The ongoing transformation of horizontal cross-sectoral links in providing public services is a topic that has been discussed not only in the Anglo-Saxon environment. Hybridization is a highly relevant and, even in (post-) transition economies, still insufficiently explored phenomenon.
The existence of a mix of public service providers (e.g. in the educational, health care, water management, power industry, and transportation sectors) and of various hybrid models (such as purchaser–provider models, contracting out, outsourcing/commissioning, corporatization, public–private partnerships) gives rise to new challenging issues requiring a systemic solution at both the theoretical and practical levels. They will be researched in the dissertation which is expected to determine the percentage of hybrid organisations in the selected sectors of public services and provide comprehensive evaluation of the current state of hybridization under the conditions of the Czech Republic (or, as the case may be, other transition economies) in identifying quasi-market principles.

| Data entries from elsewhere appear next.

use crate::engine::Point;
use leptos::*;
use wasm_bindgen::JsCast;

pub trait ResultExt<T, E> {
	/// Logs the error, if any, and discards it.
	fn ok_or_log(self) -> Option<T>
	where
		E: std::fmt::Display;
}

impl<T, E> ResultExt<T, E> for Result<T, E> {
	fn ok_or_log(self) -> Option<T>
	where
		E: std::fmt::Display,
	{
		self.inspect_err(|err| tracing::error!("{}", err)).ok()
	}
}

#[derive(thiserror::Error, Debug)]
#[error("javascript error: {0}")]
pub struct JsError(String);

static_assertions::assert_impl_all!(JsError: std::error::Error, Send, Sync);

impl From<wasm_bindgen::JsValue> for JsError {
	fn from(value: wasm_bindgen::JsValue) -> Self {
		JsError(format!("{:?}", value))
	}
}

pub trait SurfaceCoordinates {
	/// Position relative to the top-left corner of the element the listener is attached to.
	fn surface_point(&self) -> Option<Point>;
}

impl SurfaceCoordinates for web_sys::PointerEvent {
	fn surface_point(&self) -> Option<Point> {
		let element = self
			.current_target()
			.and_then(|target| target.dyn_into::<web_sys::Element>().ok())?;
		let rect = element.get_bounding_client_rect();
		Some(Point::new(
			(f64::from(self.client_x()) - rect.left()) as f32,
			(f64::from(self.client_y()) - rect.top()) as f32,
		))
	}
}

/// The element behind `node_ref` as an event target, once it exists.
pub fn surface_target(node_ref: NodeRef<html::Div>) -> Signal<Option<web_sys::EventTarget>> {
	Signal::derive(move || {
		node_ref.get().map(|element| {
			let element: &web_sys::HtmlElement = &element;
			element.clone().into()
		})
	})
}
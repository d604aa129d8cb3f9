use super::{BindOptions, Handler, ListenerTarget, PointerSource, PointerType};
use crate::util::{JsError, ResultExt};
use wasm_bindgen::closure::Closure;
use wasm_bindgen::JsCast;

impl PointerSource for web_sys::PointerEvent {
	fn pointer_type(&self) -> Option<PointerType> {
		let name = web_sys::PointerEvent::pointer_type(self);
		name
			.parse::<PointerType>()
			.inspect_err(|err| tracing::trace!("{}", err))
			.ok()
	}

	fn prevent_default(&self) {
		web_sys::Event::prevent_default(self)
	}
}

impl ListenerTarget for web_sys::EventTarget {
	type Event = web_sys::PointerEvent;
	type Listener = Closure<dyn Fn(web_sys::Event)>;
	type Error = JsError;

	fn add_listener(
		&self,
		event_type: &str,
		options: &BindOptions,
		listener: Handler<web_sys::PointerEvent>,
	) -> Result<Self::Listener, JsError> {
		let closure = Closure::<dyn Fn(web_sys::Event)>::new(move |event: web_sys::Event| {
			match event.dyn_into::<web_sys::PointerEvent>() {
				Ok(event) => listener(&event),
				Err(event) => {
					tracing::warn!(event_type = %event.type_(), "ignoring non-pointer event")
				}
			}
		});

		let init = web_sys::AddEventListenerOptions::new();
		init.set_capture(options.capture);
		if let Some(passive) = options.passive {
			init.set_passive(passive);
		}
		self.add_event_listener_with_callback_and_add_event_listener_options(
			event_type,
			closure.as_ref().unchecked_ref(),
			&init,
		)?;
		Ok(closure)
	}

	fn remove_listener(&self, event_type: &str, options: &BindOptions, listener: Self::Listener) {
		self
			.remove_event_listener_with_callback_and_bool(
				event_type,
				listener.as_ref().unchecked_ref(),
				options.capture,
			)
			.map_err(JsError::from)
			.ok_or_log();
	}
}
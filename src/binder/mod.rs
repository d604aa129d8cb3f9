//! Scoped subscription of pointer-event listeners to a target surface.
//!
//! A [`Binding`] owns the listeners it registered and removes exactly those when dropped. An
//! [`EventBinder`] reconciles a binding against a target that may come and go, re-registering
//! only when the target, the event types or the options actually change.

use itertools::Itertools;
use std::borrow::Cow;
use std::cell::RefCell;
use std::rc::Rc;

pub mod filter;
pub use filter::*;

pub mod web;

/// Shared event handler. Listeners only ever see the event by reference.
pub type Handler<E> = Rc<dyn Fn(&E)>;

#[derive(Clone, Copy, Debug, PartialEq, Eq, Hash, derive_more::Display)]
pub enum PointerType {
	#[display("mouse")]
	Mouse,
	#[display("pen")]
	Pen,
	#[display("touch")]
	Touch,
}

#[derive(Clone, Debug, PartialEq, Eq, thiserror::Error)]
#[error("unknown pointer type {0:?}")]
pub struct UnknownPointerType(pub String);

static_assertions::assert_impl_all!(UnknownPointerType: std::error::Error, Send, Sync);

impl std::str::FromStr for PointerType {
	type Err = UnknownPointerType;

	fn from_str(s: &str) -> Result<Self, Self::Err> {
		match s {
			"mouse" => Ok(PointerType::Mouse),
			"pen" => Ok(PointerType::Pen),
			"touch" => Ok(PointerType::Touch),
			other => Err(UnknownPointerType(other.to_owned())),
		}
	}
}

#[derive(bon::Builder, Clone, Copy, Debug, Default, PartialEq, Eq)]
pub struct BindOptions {
	/// Only deliver events reported by this kind of pointer. `None` accepts all of them.
	pub pointer_type: Option<PointerType>,
	/// `Some(false)` suppresses the platform's default action before the handler runs.
	pub passive: Option<bool>,
	/// Register for the capture phase instead of the bubble phase.
	#[builder(default)]
	pub capture: bool,
}

/// One or more event-type names, without duplicates.
#[derive(Clone, Debug, Default, PartialEq, Eq)]
pub struct EventTypes(Vec<Cow<'static, str>>);

impl EventTypes {
	pub fn new<I, S>(types: I) -> Self
	where
		I: IntoIterator<Item = S>,
		S: Into<Cow<'static, str>>,
	{
		Self(types.into_iter().map(Into::into).unique().collect())
	}

	pub fn iter(&self) -> impl Iterator<Item = &str> {
		self.0.iter().map(|t| t.as_ref())
	}

	pub fn len(&self) -> usize {
		self.0.len()
	}

	pub fn is_empty(&self) -> bool {
		self.0.is_empty()
	}
}

impl From<&'static str> for EventTypes {
	fn from(value: &'static str) -> Self {
		Self::new([value])
	}
}

impl<const N: usize> From<[&'static str; N]> for EventTypes {
	fn from(value: [&'static str; N]) -> Self {
		Self::new(value)
	}
}

impl From<Vec<&'static str>> for EventTypes {
	fn from(value: Vec<&'static str>) -> Self {
		Self::new(value)
	}
}

/// What the dispatch pipeline needs to know about a native pointer event.
pub trait PointerSource {
	/// The reported pointer type, or `None` if the platform reported something unrecognized.
	fn pointer_type(&self) -> Option<PointerType>;

	fn prevent_default(&self);
}

/// A surface that native listeners can be attached to.
pub trait ListenerTarget: Clone + PartialEq {
	type Event: PointerSource + 'static;
	/// Token returned on registration and handed back on removal.
	type Listener;
	type Error: std::error::Error;

	fn add_listener(
		&self,
		event_type: &str,
		options: &BindOptions,
		listener: Handler<Self::Event>,
	) -> Result<Self::Listener, Self::Error>;

	fn remove_listener(&self, event_type: &str, options: &BindOptions, listener: Self::Listener);
}

/// Listeners registered on a target. Dropping the binding removes them.
pub struct Binding<T: ListenerTarget> {
	target: T,
	options: BindOptions,
	listeners: Vec<(String, T::Listener)>,
}

impl<T: ListenerTarget> Binding<T> {
	pub fn target(&self) -> &T {
		&self.target
	}

	pub fn options(&self) -> &BindOptions {
		&self.options
	}

	pub fn event_types(&self) -> impl Iterator<Item = &str> {
		self.listeners.iter().map(|(t, _)| t.as_str())
	}
}

impl<T: ListenerTarget> Drop for Binding<T> {
	fn drop(&mut self) {
		for (event_type, listener) in self.listeners.drain(..) {
			tracing::debug!(
				event_type = event_type.as_str(),
				capture = self.options.capture,
				"removing listener"
			);
			self.target.remove_listener(&event_type, &self.options, listener);
		}
	}
}

/// Registers `handler` for every type in `types`. All listeners share one filter pipeline.
///
/// On failure, listeners added before the failing one are removed again.
pub fn bind<T: ListenerTarget>(
	target: T,
	types: &EventTypes,
	options: BindOptions,
	handler: Handler<T::Event>,
) -> Result<Binding<T>, T::Error> {
	let pipeline = Rc::new(Pipeline::from_options(&options, handler));
	let listener: Handler<T::Event> = Rc::new(move |event: &T::Event| {
		pipeline.dispatch(event);
	});

	let mut binding = Binding {
		target,
		options,
		listeners: Vec::with_capacity(types.len()),
	};
	for event_type in types.iter() {
		tracing::debug!(event_type, capture = options.capture, "adding listener");
		let registered = binding
			.target
			.add_listener(event_type, &options, listener.clone())?;
		binding.listeners.push((event_type.to_owned(), registered));
	}
	Ok(binding)
}

#[derive(Clone, Copy, Debug, PartialEq, Eq)]
pub enum SyncOutcome {
	/// Listeners were (re-)registered.
	Bound,
	/// The requested configuration is already in place.
	Unchanged,
	/// There is no target; nothing is registered.
	Detached,
}

struct Bound<T: ListenerTarget> {
	types: EventTypes,
	binding: Binding<T>,
}

/// Keeps a [`Binding`] in line with a target that may not exist yet.
pub struct EventBinder<T: ListenerTarget> {
	handler: Rc<RefCell<Handler<T::Event>>>,
	bound: Option<Bound<T>>,
}

impl<T: ListenerTarget> EventBinder<T> {
	pub fn new(handler: impl Fn(&T::Event) + 'static) -> Self {
		Self {
			handler: Rc::new(RefCell::new(Rc::new(handler))),
			bound: None,
		}
	}

	/// Replaces the handler. Registered listeners pick it up without being re-registered.
	pub fn set_handler(&self, handler: impl Fn(&T::Event) + 'static) {
		*self.handler.borrow_mut() = Rc::new(handler);
	}

	pub fn is_bound(&self) -> bool {
		self.bound.is_some()
	}

	pub fn sync(
		&mut self,
		target: Option<T>,
		types: &EventTypes,
		options: BindOptions,
	) -> Result<SyncOutcome, T::Error> {
		if let (Some(bound), Some(target)) = (&self.bound, &target) {
			if bound.binding.target() == target
				&& &bound.types == types
				&& bound.binding.options() == &options
			{
				return Ok(SyncOutcome::Unchanged);
			}
		}

		self.unbind();
		let Some(target) = target else {
			return Ok(SyncOutcome::Detached);
		};

		let handler = self.handler.clone();
		let trampoline: Handler<T::Event> = Rc::new(move |event: &T::Event| {
			// Clone first so a handler may call `set_handler` on its own binder.
			let current = handler.borrow().clone();
			current(event)
		});
		let binding = bind(target, types, options, trampoline)?;
		self.bound = Some(Bound {
			types: types.clone(),
			binding,
		});
		Ok(SyncOutcome::Bound)
	}

	pub fn unbind(&mut self) {
		self.bound = None;
	}
}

By measuring the impacts of hybridity on the provision of public services (focusing on a specific dimension of such an impact as well as on availability, expense-to-revenue ratio, influence on the labour market, accommodation of target groups’ needs, etc.), it is possible to quantitatively evaluate even qualitative attributes of so called mixed enterprises collaboration, while taking account of the legislative, economic and institutional environments and possibly also predicting potential changes.
The goal of the dissertation is to establish the share of hybrid organisations in the selected sectors of public services and analyse specific impacts of hybridity on their provision under the conditions of the Czech Republic/Slovakia, or, as the case may be, other (post-) transition economies.